When it comes to enterprise security, bad habits, shortcuts, and oversights can have the power to do major, irreparable damage to a company.
CIOs and CISOs shouldn't look at IT like a box of Legos
With the term 'innovation' seemingly on the tip of every corporate executive's tongue it's difficult to identify those efforts that really can lead to some kind of positive change for the enterprise. Whether suggestions come from the C-suite, staff members, or vendors, the proposals need to be properly evaluated. Rick Doten, Chief Information Security Officer of DMI thinks the right way to bring innovation to life in the enterprise is to lead rather than follow.
"Innovation is unfortunately more rare in the enterprise than we’d like. The reason is the industry has productized the process, and IT and Security management are being led by the product vendors to identify what is needed and how to use it. What should happen is for IT and Security leaders understand their IT and security goals based on the “business” requirements, not technical requirements.
"These are unique to each organization. They then must ask questions to understand “what technology do I need to have to allow my organization to perform their business requirements?” Then “What questions do I need to know to understand if these systems, networks, and applications are secure?” At that point you go research and find technology and develop processes to answer those questions.
"Doing it that way, you will discover there might be a gap in a technology, which you will need to develop a capability to meet your needs. Or you might search to find a unique little company that isn’t widely known, who developed a capability that solves that requirement. As a CISO, many of my technologies are from small firms, who I then can assist in their product roadmap that will both improve their product, and align with my requirements.

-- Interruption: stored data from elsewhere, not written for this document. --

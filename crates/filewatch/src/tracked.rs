use std::cmp::Ordering;
use std::fmt;
use std::hash::{Hash, Hasher};
use std::path::{Path, PathBuf};
use std::time::SystemTime;

/// Broad classification used to pick the import routine for a file.
#[derive(Debug, Clone, Copy, PartialEq, Eq, Hash, PartialOrd, Ord)]
pub enum FileKind {
    Shader,
    Image,
    Geometry,
    /// A file pulled in by another file (for example a GLSL `#include`).
    Dependency,
}

const SHADER_EXTENSIONS: [&str; 12] = [
    "vert", "vs", "frag", "fs", "geom", "gs", "tesc", "tese", "comp", "cs", "vsh", "fsh",
];
const IMAGE_EXTENSIONS: [&str; 7] = ["png", "jpg", "jpeg", "bmp", "gif", "tga", "hdr"];
const DEPENDENCY_EXTENSIONS: [&str; 4] = ["glsl", "inc", "h", "glslinc"];

impl FileKind {
    /// Guesses the kind from the file name. Geometry documents use the
    /// double extension `.mesh.json`.
    pub fn infer(path: &Path) -> Option<Self> {
        let name = path.file_name()?.to_str()?.to_ascii_lowercase();
        if name.ends_with(".mesh.json") {
            return Some(Self::Geometry);
        }
        let ext = path.extension()?.to_str()?.to_ascii_lowercase();
        let ext = ext.as_str();
        if SHADER_EXTENSIONS.contains(&ext) {
            Some(Self::Shader)
        } else if IMAGE_EXTENSIONS.contains(&ext) {
            Some(Self::Image)
        } else if DEPENDENCY_EXTENSIONS.contains(&ext) {
            Some(Self::Dependency)
        } else {
            None
        }
    }

    pub fn as_str(&self) -> &'static str {
        match self {
            Self::Shader => "shader",
            Self::Image => "image",
            Self::Geometry => "geometry",
            Self::Dependency => "dependency",
        }
    }
}

impl fmt::Display for FileKind {
    fn fmt(&self, f: &mut fmt::Formatter<'_>) -> fmt::Result {
        f.write_str(self.as_str())
    }
}

/// Identity plus modification snapshot of one watched file.
///
/// Equality, ordering and hashing only consider `(path, tag)`; the stored
/// timestamp and kind are attributes, not identity.
#[derive(Debug, Clone)]
pub struct TrackedFile {
    path: PathBuf,
    tag: String,
    kind: FileKind,
    modified: SystemTime,
}

impl TrackedFile {
    pub fn new(
        path: impl Into<PathBuf>,
        tag: impl Into<String>,
        kind: FileKind,
        modified: SystemTime,
    ) -> Self {
        Self {
            path: path.into(),
            tag: tag.into(),
            kind,
            modified,
        }
    }

    pub fn path(&self) -> &Path {
        &self.path
    }

    pub fn tag(&self) -> &str {
        &self.tag
    }

    pub fn kind(&self) -> FileKind {
        self.kind
    }

    pub fn modified(&self) -> SystemTime {
        self.modified
    }

    pub fn key(&self) -> (PathBuf, String) {
        (self.path.clone(), self.tag.clone())
    }

    pub(crate) fn set_modified(&mut self, modified: SystemTime) {
        self.modified = modified;
    }

    pub fn is(&self, path: &Path, tag: &str) -> bool {
        self.path == path && self.tag == tag
    }
}

impl PartialEq for TrackedFile {
    fn eq(&self, other: &Self) -> bool {
        self.path == other.path && self.tag == other.tag
    }
}

impl Eq for TrackedFile {}

impl Hash for TrackedFile {
    fn hash<H: Hasher>(&self, state: &mut H) {
        self.path.hash(state);
        self.tag.hash(state);
    }
}

impl PartialOrd for TrackedFile {
    fn partial_cmp(&self, other: &Self) -> Option<Ordering> {
        Some(self.cmp(other))
    }
}

impl Ord for TrackedFile {
    fn cmp(&self, other: &Self) -> Ordering {
        self.path
            .cmp(&other.path)
            .then_with(|| self.tag.cmp(&other.tag))
    }
}

impl fmt::Display for TrackedFile {
    fn fmt(&self, f: &mut fmt::Formatter<'_>) -> fmt::Result {
        write!(f, "{} [{}]", self.path.display(), self.tag)
    }
}
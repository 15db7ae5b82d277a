use std::collections::BTreeMap;
use std::path::Path;
use std::process::ExitCode;

use anyhow::{Context, Result};
use boxconfig::SandboxConfig;
use filewatch::FileKind;
use renderer::{check_interface, check_shader, ProgramLayout};
use shadersrc::{ShaderStage, SourceLoader};

use crate::run::{file_kind, shader_stage};

/// Loads, parses and reflects every shader the session lists, then links the
/// stages of each tag. Nothing touches a GPU.
pub fn run_check(config_path: &Path) -> Result<ExitCode> {
    let config = SandboxConfig::load(config_path)
        .with_context(|| format!("failed to load {}", config_path.display()))?;
    let loader = SourceLoader::new(config.include_dirs.clone());

    let mut failures = 0usize;
    let mut per_tag: BTreeMap<&str, BTreeMap<ShaderStage, ProgramLayout>> = BTreeMap::new();
    for entry in &config.files {
        let kind = entry
            .kind
            .map(file_kind)
            .or_else(|| FileKind::infer(&entry.path));
        if kind != Some(FileKind::Shader) {
            continue;
        }
        let loaded = match loader.load(&entry.path, entry.stage.map(shader_stage)) {
            Ok(loaded) => loaded,
            Err(err) => {
                failures += 1;
                println!("FAIL {} [{}]: {err}", entry.path.display(), entry.tag);
                continue;
            }
        };
        let Some(stage) = loaded.stage else {
            failures += 1;
            println!(
                "FAIL {} [{}]: cannot tell the shader stage; set `stage` in the config",
                entry.path.display(),
                entry.tag
            );
            continue;
        };
        match check_shader(stage, &loaded.text) {
            Ok(layout) => {
                println!(
                    "ok   {} [{}] {stage}: {} uniforms, {} blocks, {} inputs, {} outputs",
                    entry.path.display(),
                    entry.tag,
                    layout.uniforms.len(),
                    layout.blocks.len(),
                    layout.inputs.len(),
                    layout.outputs.len()
                );
                per_tag.entry(&entry.tag).or_default().insert(stage, layout);
            }
            Err(log) => {
                failures += 1;
                println!("FAIL {} [{}] {stage}:", entry.path.display(), entry.tag);
                for line in log.lines() {
                    println!("     {line}");
                }
            }
        }
    }

    for (tag, stages) in &per_tag {
        if let Err(err) = link_tag(stages) {
            failures += 1;
            println!("FAIL link [{tag}]: {err}");
        }
    }

    if failures > 0 {
        println!("{failures} problem(s) found");
        Ok(ExitCode::FAILURE)
    } else {
        println!("all shaders ok");
        Ok(ExitCode::SUCCESS)
    }
}

fn link_tag(stages: &BTreeMap<ShaderStage, ProgramLayout>) -> Result<(), String> {
    let ordered: Vec<(ShaderStage, &ProgramLayout)> =
        stages.iter().map(|(stage, layout)| (*stage, layout)).collect();
    for pair in ordered.windows(2) {
        check_interface(pair[0].1, pair[1].1)?;
    }
    ProgramLayout::link(&ordered).map(|_| ())
}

"I view innovation starting at the top, with a leader who wants to do what’s best, not just what’s available, then he or she pushes that approach down to technical staff to research, develop or acquire, test, implement, and manage it. But like I said, most folks look at IT and Security like getting a box of Legos and following the directions to put them together. Instead of thinking first what they want to make, and considering all building media options to be able to create it."